What the task requires —
Output only the lines below that start at the line containing "quantity it expects." and end at the line containing "a well-formed hash.", with both ends kept.

(Stored data entries)
* * * * * * *
use axum::Json;
use axum::http::StatusCode;
use axum::response::{IntoResponse, Response};

use crate::leaderboard::LeaderboardError;

#[derive(Debug)]
pub enum AppError {
    /// Rejected submission; the tag names the reason.
    BadRequest(&'static str),
    /// The leaderboard store could not be reached.
    Unavailable(&'static str),
}

impl AppError {
    pub fn tag(&self) -> &'static str {
        match self {
            Self::BadRequest(t) | Self::Unavailable(t) => t,
        }
    }
}

impl std::fmt::Display for AppError {
    fn fmt(&self, f: &mut std::fmt::Formatter<'_>) -> std::fmt::Result {
        write!(f, "{}", self.tag())
    }
}

impl From<LeaderboardError> for AppError {
    fn from(err: LeaderboardError) -> Self {
        match err {
            LeaderboardError::InvalidInput(_) => Self::BadRequest(err.tag()),
            LeaderboardError::StorageUnavailable(_) | LeaderboardError::QueryFailure(_) => {
                Self::Unavailable(err.tag())
            },
        }
    }
}

impl IntoResponse for AppError {
    fn into_response(self) -> Response {
        let status = match &self {
            Self::BadRequest(_) => StatusCode::BAD_REQUEST,
            Self::Unavailable(_) => StatusCode::SERVICE_UNAVAILABLE,
        };
        (
            status,
            Json(serde_json::json!({ "success": false, "error": self.tag() })),
        )
            .into_response()
    }
}

#[cfg(test)]
mod tests {
    use super::*;
    use flyswat_core::leaderboard::ValidationError;

    #[test]
    fn leaderboard_errors_map_to_status() {
        let cases = [
            (
                LeaderboardError::InvalidInput(ValidationError::EmptyName),
                StatusCode::BAD_REQUEST,
                "invalid_input",
            ),
            (
                LeaderboardError::StorageUnavailable("disk".into()),
                StatusCode::SERVICE_UNAVAILABLE,
                "storage_unavailable",
            ),
            (
                LeaderboardError::QueryFailure("disk".into()),
                StatusCode::SERVICE_UNAVAILABLE,
                "query_failure",
            ),
        ];
        for (err, status, tag) in cases {
            let app: AppError = err.into();
            assert_eq!(app.tag(), tag);
            assert_eq!(app.into_response().status(), status);
        }
    }
}
pub mod leaderboard;
pub mod net;
pub mod session;
pub mod target;
pub mod time;

#[cfg(any(test, feature = "test-helpers"))]
pub mod test_helpers {
    use rand::SeedableRng;
    use rand::rngs::StdRng;

    use crate::leaderboard::{EntryId, LeaderboardEntry, NewEntry};
    use crate::session::{Session, SessionConfig, SessionEvent, SessionResult};
    use crate::target::Target;

    /// Deterministic RNG for spawn tests.
    pub fn seeded_rng(seed: u64) -> StdRng {
        StdRng::seed_from_u64(seed)
    }

    /// Session config with a short countdown and default cadence.
    pub fn short_session_config(duration_secs: u32) -> SessionConfig {
        SessionConfig {
            duration_secs,
            ..SessionConfig::default()
        }
    }

    /// A session already in the `Running` phase.
    pub fn running_session(config: SessionConfig) -> Session {
        let mut session = Session::new(config);
        session.start();
        session
    }

    /// Call `spawn` `n` times, returning the targets that were created.
    pub fn spawn_n(session: &mut Session, rng: &mut StdRng, n: usize) -> Vec<Target> {
        (0..n).filter_map(|_| session.spawn(rng)).collect()
    }

    /// Run `n` ticks, returning all accumulated events.
    pub fn run_ticks(session: &mut Session, n: usize) -> Vec<SessionEvent> {
        let mut all_events = Vec::new();
        for _ in 0..n {
            all_events.extend(session.tick());
        }
        all_events
    }

    /// Every `Ended` result in an event list.
    pub fn ended_results(events: &[SessionEvent]) -> Vec<SessionResult> {
        events
            .iter()
            .filter_map(|e| match e {
                SessionEvent::Ended(r) => Some(*r),
                _ => None,
            })
            .collect()
    }

    /// A validated submission with the given name, score and timestamp.
    pub fn make_new_entry(name: &str, score: u32, created_at_ms: u64) -> NewEntry {
        NewEntry {
            name: name.to_string(),
            score,
            created_at_ms,
        }
    }

    /// A stored entry with a generated name.
    pub fn make_entry(id: EntryId, score: u32, created_at_ms: u64) -> LeaderboardEntry {
        make_new_entry(&format!("Player{id}"), score, created_at_ms).into_entry(id)
    }
}
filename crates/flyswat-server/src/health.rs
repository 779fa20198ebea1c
use std::sync::atomic::Ordering;

use axum::Json;
use axum::extract::State;
use axum::http::StatusCode;
use serde::Serialize;

use crate::state::AppState;

/// Structured health check response.
#[derive(Serialize)]
pub struct HealthResponse {
    pub status: &'static str,
    pub version: &'static str,
    pub connections: ConnectionInfo,
    pub leaderboard: LeaderboardInfo,
}

#[derive(Serialize)]
pub struct ConnectionInfo {
    pub websocket: usize,
    pub sse: usize,
}

#[derive(Serialize)]
pub struct LeaderboardInfo {
    pub capacity: usize,
    /// `None` when the store cannot be read.
    pub entries: Option<usize>,
}

pub async fn health_check(State(state): State<AppState>) -> Json<HealthResponse> {
    let ws = state.ws_connection_count.load(Ordering::Relaxed);
    let sse = state.sse_subscriber_count.load(Ordering::Relaxed);
    let entries = state.leaderboard.stored_count().await;

    Json(HealthResponse {
        status: if entries.is_some() { "healthy" } else { "degraded" },
        version: env!("CARGO_PKG_VERSION"),
        connections: ConnectionInfo { websocket: ws, sse },
        leaderboard: LeaderboardInfo {
            capacity: state.leaderboard.size(),
            entries,
        },
    })
}

/// Readiness check: the leaderboard store must be reachable.
pub async fn readiness_check(State(state): State<AppState>) -> (StatusCode, &'static str) {
    match state.leaderboard.try_query().await {
        Ok(_) => (StatusCode::OK, "ready"),
        Err(e) => {
            tracing::warn!(error = %e, "Readiness check failed");
            (StatusCode::SERVICE_UNAVAILABLE, "not ready: leaderboard store unavailable")
        },
    }
}
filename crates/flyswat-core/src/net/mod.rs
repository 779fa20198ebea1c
pub mod messages;
pub mod protocol;
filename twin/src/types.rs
//! Wire types advertised by a twin's `/info` endpoint.
//!
//! A twin describes itself with its own address, the binder it keeps its
//! files in, and optionally the paywall guarding its content. The paywall
//! tells a payer which token type and what quantity it expects.

use std::fmt;
use std::str::FromStr;

use rust_decimal::Decimal;
use serde::{Deserialize, Serialize};
use serde_json::{Map, Value};

/// An opaque hexadecimal identifier: a twin address, a token type hash or
/// a binder id.
///
/// The client never validates the contents; the responding twin is the
/// authority on what constitutes a well-formed hash.
#[derive(Debug, Clone, PartialEq, Eq, Hash, PartialOrd, Ord, Serialize, Deserialize)]
#[serde(transparent)]
pub struct TwinHash(String);

impl TwinHash {
    /// Wraps a hash string without validation.
    #[must_use]
    pub fn new(value: impl Into<String>) -> Self {
        Self(value.into())
    }

    /// Returns the hash as a string slice.
    #[must_use]
    pub fn as_str(&self) -> &str {
        &self.0
    }
}

impl fmt::Display for TwinHash {
    fn fmt(&self, f: &mut fmt::Formatter<'_>) -> fmt::Result {
        f.write_str(&self.0)
    }
}

impl AsRef<str> for TwinHash {
    fn as_ref(&self) -> &str {
        &self.0
    }
}

impl FromStr for TwinHash {
    type Err = std::convert::Infallible;

    fn from_str(s: &str) -> Result<Self, Self::Err> {
        Ok(Self::new(s))
    }
}

impl From<&str> for TwinHash {
    fn from(value: &str) -> Self {
        Self::new(value)
    }
}

impl From<String> for TwinHash {
    fn from(value: String) -> Self {
        Self(value)
    }
}

/// Paywall configuration advertised by a twin.
///
/// Content behind the paywall is released once the twin has received
/// `target_pay_quantity` units of the token identified by `target_pay_type`.
#[derive(Debug, Clone, PartialEq, Eq, Serialize, Deserialize)]
#[serde(rename_all = "camelCase")]
pub struct Paywall {
    /// URL of the content released after payment.
    #[serde(default, skip_serializing_if = "Option::is_none")]
    pub target_url: Option<String>,

    /// Token type hash the paywall accepts.
    pub target_pay_type: TwinHash,

    /// Quantity of tokens the paywall expects.
    pub target_pay_quantity: Decimal,
}

/// The public info document served at `GET /info`.
#[derive(Debug, Clone, PartialEq, Serialize, Deserialize)]
#[serde(rename_all = "camelCase")]
pub struct TwinInfo {
    /// Address payments to this twin are sent to.
    pub address: TwinHash,

    /// Binder holding the twin's own file, fetchable via `/fetch/{id}`.
    #[serde(default, skip_serializing_if = "Option::is_none")]
    pub binder_id: Option<TwinHash>,

    /// Paywall configuration, if the twin guards content behind one.
    #[serde(default, skip_serializing_if = "Option::is_none")]
    pub paywall: Option<Paywall>,

    /// Any further fields the twin advertises.
    #[serde(flatten)]
    pub extra: Map<String, Value>,
}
* * * * * * *
Output below —
//! tells a payer which token type and what quantity it expects.

use std::fmt;
use std::str::FromStr;

use rust_decimal::Decimal;
use serde::{Deserialize, Serialize};
use serde_json::{Map, Value};

/// An opaque hexadecimal identifier: a twin address, a token type hash or
/// a binder id.
///
/// The client never validates the contents; the responding twin is the
/// authority on what constitutes a well-formed hash.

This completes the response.